Extracted data: Begin

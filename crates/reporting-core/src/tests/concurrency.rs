//! Tests for upload concurrency.
//!
//! These tests verify that:
//! - At most one upload is outstanding per endpoint
//! - Uploads to distinct endpoints run concurrently
//! - Fan-out is bounded by max_concurrent_uploads

use super::harness::Harness;
use crate::policy::ReportingPolicy;
use crate::types::ReportStatus;
use crate::uploader::UploadOutcome;

#[tokio::test]
async fn one_outstanding_upload_per_endpoint() {
    let h = Harness::new(ReportingPolicy::default());
    h.register("https://a.example", "https://collector.example/up");
    h.queue("https://a.example");
    h.context.deliver_now();
    let upload = h.uploader.next_upload().await;

    let late = h.queue("https://a.example");
    let summary = h.context.deliver_now();
    assert_eq!(summary.uploads_started, 0);
    assert_eq!(summary.skipped_no_endpoint, 1);
    assert_eq!(h.status(&late), Some(ReportStatus::Queued));
    assert_eq!(h.context.pending_uploads(), 1);

    h.finish(upload, UploadOutcome::Success).await;

    assert_eq!(h.context.deliver_now().uploads_started, 1);
    let upload = h.uploader.next_upload().await;
    assert_eq!(upload.report_count(), 1);
    h.finish(upload, UploadOutcome::Success).await;
    assert_eq!(h.status(&late), Some(ReportStatus::Delivered));
}

#[tokio::test]
async fn distinct_endpoints_upload_concurrently() {
    let h = Harness::new(ReportingPolicy::default());
    h.register("https://a.example", "https://one.example/up");
    h.register("https://b.example", "https://two.example/up");
    let a = h.queue("https://a.example");
    let b = h.queue("https://b.example");

    assert_eq!(h.context.deliver_now().uploads_started, 2);
    let first = h.uploader.next_upload().await;
    let second = h.uploader.next_upload().await;
    assert_eq!(h.context.pending_uploads(), 2);

    // Completion order is independent of start order.
    second.complete(UploadOutcome::Success);
    first.complete(UploadOutcome::RetryableFailure);
    h.context.wait_for_uploads().await;

    let statuses = [h.status(&a).unwrap(), h.status(&b).unwrap()];
    assert!(statuses.contains(&ReportStatus::Delivered));
    assert!(statuses.contains(&ReportStatus::Queued));
    assert_eq!(h.context.pending_uploads(), 0);
}

#[tokio::test]
async fn destinations_sharing_an_endpoint_share_one_upload() {
    let h = Harness::new(ReportingPolicy::default());
    let key_a = h.register("https://a.example", "https://collector.example/up");
    let key_b = h.register("https://b.example", "https://collector.example/up");
    h.queue("https://a.example");
    h.queue("https://b.example");

    let summary = h.context.deliver_now();
    assert_eq!(summary.destinations, 2);
    assert_eq!(summary.uploads_started, 1);
    let upload = h.uploader.next_upload().await;
    assert_eq!(upload.report_count(), 2);
    h.finish(upload, UploadOutcome::RetryableFailure).await;

    // Both endpoint clients are penalized.
    h.context.with_cache(|cache| {
        assert_eq!(cache.endpoint(&key_a).unwrap().backoff.consecutive_failures, 1);
        assert_eq!(cache.endpoint(&key_b).unwrap().backoff.consecutive_failures, 1);
    });
}

#[tokio::test]
async fn fan_out_is_bounded() {
    let policy = ReportingPolicy {
        max_concurrent_uploads: 2,
        ..Default::default()
    };
    let h = Harness::new(policy);
    for (origin, endpoint) in [
        ("https://a.example", "https://one.example/up"),
        ("https://b.example", "https://two.example/up"),
        ("https://c.example", "https://three.example/up"),
    ] {
        h.register(origin, endpoint);
        h.queue(origin);
    }

    let summary = h.context.deliver_now();
    assert_eq!(summary.uploads_started, 2);
    assert_eq!(summary.deferred, 1);

    // A full pipeline starts nothing new.
    let summary = h.context.deliver_now();
    assert_eq!(summary.uploads_started, 0);

    let first = h.uploader.next_upload().await;
    let second = h.uploader.next_upload().await;
    first.complete(UploadOutcome::Success);
    second.complete(UploadOutcome::Success);
    h.context.wait_for_uploads().await;

    assert_eq!(h.context.deliver_now().uploads_started, 1);
    let third = h.uploader.next_upload().await;
    h.finish(third, UploadOutcome::Success).await;
    assert_eq!(
        h.context
            .with_cache(|cache| cache.count_with_status(ReportStatus::Queued)),
        0
    );
}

Extracted data: End

* [Work to be completed]
Whenever a line in the listing above includes the word "origin", return that line.

* [Your response]
    for (origin, endpoint) in [
        h.register(origin, endpoint);
        h.queue(origin);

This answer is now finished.